Please check out the following resources for more information.

- [Manage data quality with pipeline expectations](https://docs.databricks.com/aws/en/ldp/expectations#manage-data-quality-with-pipeline-expectations)

- [Expectation recommendations and advanced patterns](https://docs.databricks.com/aws/en/ldp/expectation-patterns#expectation-recommendations-and-advanced-patterns)

- [Applying software development & DevOps best practices to Spark Declarative Pipelines](https://www.databricks.com/blog/applying-software-development-devops-best-practices-delta-live-table-pipelines)

## Obtain Configuration Variable for the Target Environment
This path will use the configuration variable set in the Spark Declarative Pipeline for **development, stage and production**.

- If target is **development** or **stage** run all integration tests. 
- If target is **production**, only run the gold table integration test.

In [0]:
from pyspark import pipelines as dp

## Store the target configuration environment in the variable targert
target = spark.conf.get("target")

### Create a Dictionary for Integration Test Values

Create a dictionary containing the necessary values for integration tests in both **development** and **stage** environments. There are several approaches to achieve this, but this is a straightforward method.

For more information, refer to the [Portable and Reusable Expectations](https://docs.databricks.com/en/delta-live-tables/expectation-patterns.html#portable-and-reusable-expectations) documentation.



In [0]:
## Based on the deployed target, obtain the specific validation metrics for the tables.
target_integration_tests_validation = {
    'development': {
        'health_bronze': {
            'total_rows': 7500
        },
        'health_silver': {
            'total_rows': 7500
        }
    },
    'stage': {
        'health_bronze': {
            'total_rows': 35000
        },
        'health_silver': {
            'total_rows': 35000
        }
    }
}


## Store the expected values for the total rows in the tables tables in the variables based on the target if in development or stage
if target in ('development', 'stage'):
    total_expected_bronze = target_integration_tests_validation[target]['health_bronze']['total_rows']
    total_expected_silver = target_integration_tests_validation[target]['health_silver']['total_rows']

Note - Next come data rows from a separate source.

//! JWT token generation and validation
//!
//! Sessions are HS256 bearer tokens signed with a shared secret.

use crate::claims::SessionClaims;
use crate::error::{AuthError, AuthResult};
use chrono::Duration;
use tracker_model::User;

#[cfg(feature = "jwt")]
use jsonwebtoken::{decode, encode, Algorithm, DecodingKey, EncodingKey, Header, TokenData, Validation};

/// Authentication scheme expected in the `Authorization` header.
pub const BEARER: &str = "Bearer";

/// JWT configuration for token generation and validation.
#[derive(Debug, Clone)]
pub struct JwtConfig {
    /// Secret key for HMAC signing
    pub secret: Option<String>,

    /// Token issuer
    pub issuer: String,

    /// Token validity
    pub token_duration: Duration,

    /// Clock skew tolerated when checking `exp`, in seconds
    pub leeway: u64,
}

impl Default for JwtConfig {
    fn default() -> Self {
        Self {
            secret: None,
            issuer: "terrible-tracker".to_string(),
            token_duration: Duration::hours(24),
            leeway: 60,
        }
    }
}

impl JwtConfig {
    /// Set the issuer.
    pub fn with_issuer(mut self, issuer: impl Into<String>) -> Self {
        self.issuer = issuer.into();
        self
    }

    /// Set the token validity.
    pub fn with_token_duration(mut self, duration: Duration) -> Self {
        self.token_duration = duration;
        self
    }
}

/// JWT service for token operations.
pub struct JwtService {
    config: JwtConfig,
    #[cfg(feature = "jwt")]
    encoding_key: EncodingKey,
    #[cfg(feature = "jwt")]
    decoding_key: DecodingKey,
}

impl std::fmt::Debug for JwtService {
    fn fmt(&self, f: &mut std::fmt::Formatter<'_>) -> std::fmt::Result {
        f.debug_struct("JwtService")
            .field("issuer", &self.config.issuer)
            .field("token_duration", &self.config.token_duration)
            .field("secret", &"[REDACTED]")
            .finish()
    }
}

impl JwtService {
    /// Create a new JWT service with the given configuration.
    ///
    /// # Errors
    ///
    /// [`AuthError::ConfigError`] when no secret is configured.
    #[cfg(feature = "jwt")]
    pub fn new(config: JwtConfig) -> AuthResult<Self> {
        let secret = config
            .secret
            .as_deref()
            .filter(|s| !s.is_empty())
            .ok_or_else(|| AuthError::ConfigError("Secret required for HMAC".to_string()))?;

        let encoding_key = EncodingKey::from_secret(secret.as_bytes());
        let decoding_key = DecodingKey::from_secret(secret.as_bytes());

        Ok(Self {
            config,
            encoding_key,
            decoding_key,
        })
    }

    /// Create with a simple secret and default settings.
    #[cfg(feature = "jwt")]
    pub fn with_secret(secret: impl Into<String>) -> AuthResult<Self> {
        Self::new(JwtConfig {
            secret: Some(secret.into()),
            ..Default::default()
        })
    }

    /// Issue a session token for `user`.
    #[cfg(feature = "jwt")]
    pub fn issue_token(&self, user: &User) -> AuthResult<String> {
        let claims = SessionClaims::for_user(user, self.config.issuer.clone(), self.config.token_duration);
        self.encode_claims(&claims)
    }

    /// Encode existing claims.
    #[cfg(feature = "jwt")]
    pub fn encode_claims(&self, claims: &SessionClaims) -> AuthResult<String> {
        encode(&Header::new(Algorithm::HS256), claims, &self.encoding_key)
            .map_err(|e| AuthError::Internal(format!("Token encoding failed: {}", e)))
    }

    /// Validate and decode a token.
    ///
    /// Signature, issuer and expiry are checked.
    #[cfg(feature = "jwt")]
    pub fn validate_token(&self, token: &str) -> AuthResult<SessionClaims> {
        let mut validation = Validation::new(Algorithm::HS256);
        validation.set_issuer(&[&self.config.issuer]);
        validation.set_required_spec_claims(&["exp", "sub", "iss"]);
        validation.validate_aud = false;
        validation.leeway = self.config.leeway;

        let token_data: TokenData<SessionClaims> = decode(token, &self.decoding_key, &validation)
            .map_err(|e| match e.kind() {
                jsonwebtoken::errors::ErrorKind::ExpiredSignature => AuthError::TokenExpired,
                jsonwebtoken::errors::ErrorKind::InvalidToken => {
                    AuthError::InvalidToken("Malformed token".to_string())
                }
                jsonwebtoken::errors::ErrorKind::InvalidSignature => {
                    AuthError::InvalidToken("Invalid signature".to_string())
                }
                jsonwebtoken::errors::ErrorKind::InvalidIssuer => {
                    AuthError::InvalidToken("Invalid issuer".to_string())
                }
                _ => AuthError::InvalidToken(e.to_string()),
            })?;

        Ok(token_data.claims)
    }

    /// Get the configuration.
    pub fn config(&self) -> &JwtConfig {
        &self.config
    }
}

/// Extract the token from an `Authorization` header value.
///
/// The scheme is matched case-insensitively.
///
/// ```
/// use tracker_auth::jwt::bearer_token;
///
/// assert_eq!(bearer_token("Bearer abc.def.ghi").unwrap(), "abc.def.ghi");
/// assert_eq!(bearer_token("bearer abc").unwrap(), "abc");
/// assert!(bearer_token("Basic dXNlcjpwdw==").is_err());
/// assert!(bearer_token("Bearer ").is_err());
/// ```
pub fn bearer_token(header: &str) -> AuthResult<&str> {
    let (scheme, token) = header
        .trim()
        .split_once(' ')
        .ok_or(AuthError::MissingCredentials)?;
    if !scheme.eq_ignore_ascii_case(BEARER) {
        return Err(AuthError::MissingCredentials);
    }
    let token = token.trim();
    if token.is_empty() {
        return Err(AuthError::MissingCredentials);
    }
    Ok(token)
}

### Create a Function to Count the Total Number of Rows in a Table
The `test_count_table_total_rows` function creates a materialized view that counts the total number of rows in the specified table.

In [0]:
def test_count_table_total_rows(table_name, total_count, target):
    '''
    Count the number of rows in the specified table and compare with the expected values for development and stage data. 
    Fail the update if the count does not match the specified values.
    '''
    @dp.table(
        name=f"TEST_{target}_{table_name}_total_rows_verification",
        comment=f"Confirms all rows were ingested from the {target} raw data to {table_name}"
    )

    @dp.expect_all_or_fail({"valid count": f"total_rows = {total_count}"}) 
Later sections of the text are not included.